経済的理由から生理用品が十分に購入できない「生理の貧困」問題が全国的に注目されている。新型コロナウイルスの影響で収入が減るなどして生活に困窮する女性が増えているためだ。神奈川県内でも、無償配布などの取り組みを始める自治体や民間企業が増え、支援団体は「関心が高まっているのをきっかけに、背景にある問題を知ってほしい」と期待する。【高田奈実】
◇トイレに設置、無償配布も
県教委は1日から県立高と特別支援高校計12校で、女子トイレに生理用品を設置するモデル事業を始めた。洗面台付近などに箱を設置し、補充は教員や生徒が行う。

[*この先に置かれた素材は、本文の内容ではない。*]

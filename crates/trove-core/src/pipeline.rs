//! Record pipeline: validate, normalise and deduplicate raw candidates.

use std::collections::{BTreeMap, HashSet};

use chrono::Utc;
use thiserror::Error;

use crate::models::{
    ImageStatus, ProductRecord, RawCandidate, compute_fingerprint, normalize_text, parse_price,
};
use crate::request::{ScrapeRequest, SearchFilters};

const MIN_TITLE_CHARS: usize = 3;

/// Why a candidate was dropped. Counted on the job, never surfaced.
#[derive(Error, Debug, Clone, PartialEq, Eq)]
pub enum Rejection {
    #[error("missing or too short title")]
    MissingTitle,

    #[error("invalid price: {0}")]
    InvalidPrice(String),

    #[error("no image references")]
    NoImages,

    #[error("filtered out: {0}")]
    FilteredOut(String),

    #[error("duplicate of a record already in this job")]
    Duplicate,

    #[error("already present in the product store")]
    KnownInStore,
}

impl Rejection {
    pub fn is_duplicate(&self) -> bool {
        matches!(self, Rejection::Duplicate | Rejection::KnownInStore)
    }
}

/// Turns raw candidates from one job into accepted records.
#[derive(Debug, Clone)]
pub struct RecordPipeline {
    source: String,
    filters: SearchFilters,
    hydrate_images: bool,
}

impl RecordPipeline {
    pub fn new(request: &ScrapeRequest, hydrate_images: bool) -> Self {
        Self {
            source: request.source.trim().to_lowercase(),
            filters: request.filters.clone(),
            hydrate_images,
        }
    }

    /// Validate and normalise one candidate.
    ///
    /// `seen` holds the fingerprints accepted so far in the owning job; an
    /// accepted record's fingerprint is added to it.
    pub fn process(
        &self,
        raw: RawCandidate,
        seen: &mut HashSet<String>,
    ) -> Result<ProductRecord, Rejection> {
        let title = raw
            .title
            .as_deref()
            .map(normalize_text)
            .filter(|t| t.chars().count() >= MIN_TITLE_CHARS)
            .ok_or(Rejection::MissingTitle)?;

        let price_text = raw
            .price
            .as_deref()
            .ok_or_else(|| Rejection::InvalidPrice("missing".into()))?;
        let price = parse_price(price_text, raw.currency.as_deref())
            .ok_or_else(|| Rejection::InvalidPrice(price_text.to_string()))?;
        if price.amount < 0.0 || !price.amount.is_finite() {
            return Err(Rejection::InvalidPrice(price_text.to_string()));
        }

        let images = dedup_nonempty(raw.images);
        if images.is_empty() {
            return Err(Rejection::NoImages);
        }

        let category = clean_optional(raw.category);
        let condition = clean_optional(raw.condition);
        self.apply_filters(&title, price.amount, category.as_deref(), condition.as_deref())?;

        let fingerprint = compute_fingerprint(&title, price.amount, &self.source);
        if !seen.insert(fingerprint.clone()) {
            return Err(Rejection::Duplicate);
        }

        Ok(ProductRecord {
            fingerprint,
            title,
            price,
            source: self.source.clone(),
            url: clean_optional(raw.url),
            category,
            condition,
            specifications: normalize_specifications(raw.specifications),
            images,
            image_status: if self.hydrate_images {
                ImageStatus::Pending
            } else {
                ImageStatus::Skipped
            },
            captured_at: Utc::now(),
        })
    }

    fn apply_filters(
        &self,
        title: &str,
        amount: f64,
        category: Option<&str>,
        condition: Option<&str>,
    ) -> Result<(), Rejection> {
        let f = &self.filters;
        if !f.price_in_bounds(amount) {
            return Err(Rejection::FilteredOut(format!("price {amount} out of bounds")));
        }
        if let Some(term) = f.excluded_term(title) {
            return Err(Rejection::FilteredOut(format!("excluded term '{term}'")));
        }
        if let (Some(wanted), Some(actual)) = (f.category.as_deref(), category)
            && !actual.to_lowercase().contains(&wanted.trim().to_lowercase())
        {
            return Err(Rejection::FilteredOut(format!("category '{actual}'")));
        }
        if let (Some(wanted), Some(actual)) = (f.condition.as_deref(), condition)
            && !actual.eq_ignore_ascii_case(wanted.trim())
        {
            return Err(Rejection::FilteredOut(format!("condition '{actual}'")));
        }
        Ok(())
    }
}

fn clean_optional(value: Option<String>) -> Option<String> {
    value.map(|v| normalize_text(&v)).filter(|v| !v.is_empty())
}

fn dedup_nonempty(urls: Vec<String>) -> Vec<String> {
    let mut seen = HashSet::new();
    urls.into_iter()
        .map(|u| u.trim().to_string())
        .filter(|u| !u.is_empty() && seen.insert(u.clone()))
        .collect()
}

/// Trim and lowercase keys; the first value for a key wins.
fn normalize_specifications(pairs: Vec<(String, String)>) -> BTreeMap<String, String> {
    let mut specs = BTreeMap::new();
    for (key, value) in pairs {
        let key = normalize_text(&key).to_lowercase();
        let value = normalize_text(&value);
        if key.is_empty() || value.is_empty() {
            continue;
        }
        specs.entry(key).or_insert(value);
    }
    specs
}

これまでは保健室で貸し出しをする形式を取っていたが、県教委が今年3月に養護教諭に聞き取り調査を実施した結果、生理用品の確保が困難な生徒がいるという意見が出た。モデル事業は8月末までで、ニーズを把握することが目的だという。保健体育課は「コロナ禍においてなるべく早く対応していきたい」と話す。
学校や役場での無償配布を始めている自治体もある。大和市は4月、全ての市立小中学校の女子トイレに生理用品を入れた巾着袋の設置を始めた。藤沢市では、市内在住者や市内の学校に通学する人を対象に、防災備蓄品の生理用品を無償配布している。配布場所は市役所や市社会福祉協議会などで、窓口に設置している専用カードを提示すれば誰でも提供を受けられる。相模原市でも、6月の議会で、市長が無償配布を検討していると回答。14日から市内の子育て支援センターなどで配布を始める。
◇当事者だけでなく、構造的な問題
川崎市男女共同参画センター(同市高津区)では、飲食店を経営する市内の企業「スタジオクリップ」などから寄付を受けた生理用品を無償配布している。相談窓口の連絡先情報が書かれたチラシも同封している。
同センターは「生理の貧困は当事者だけの問題ではない。元々の構造的な問題があると知ってもらい、解決に向けた取り組みを広げていきたい」と話す。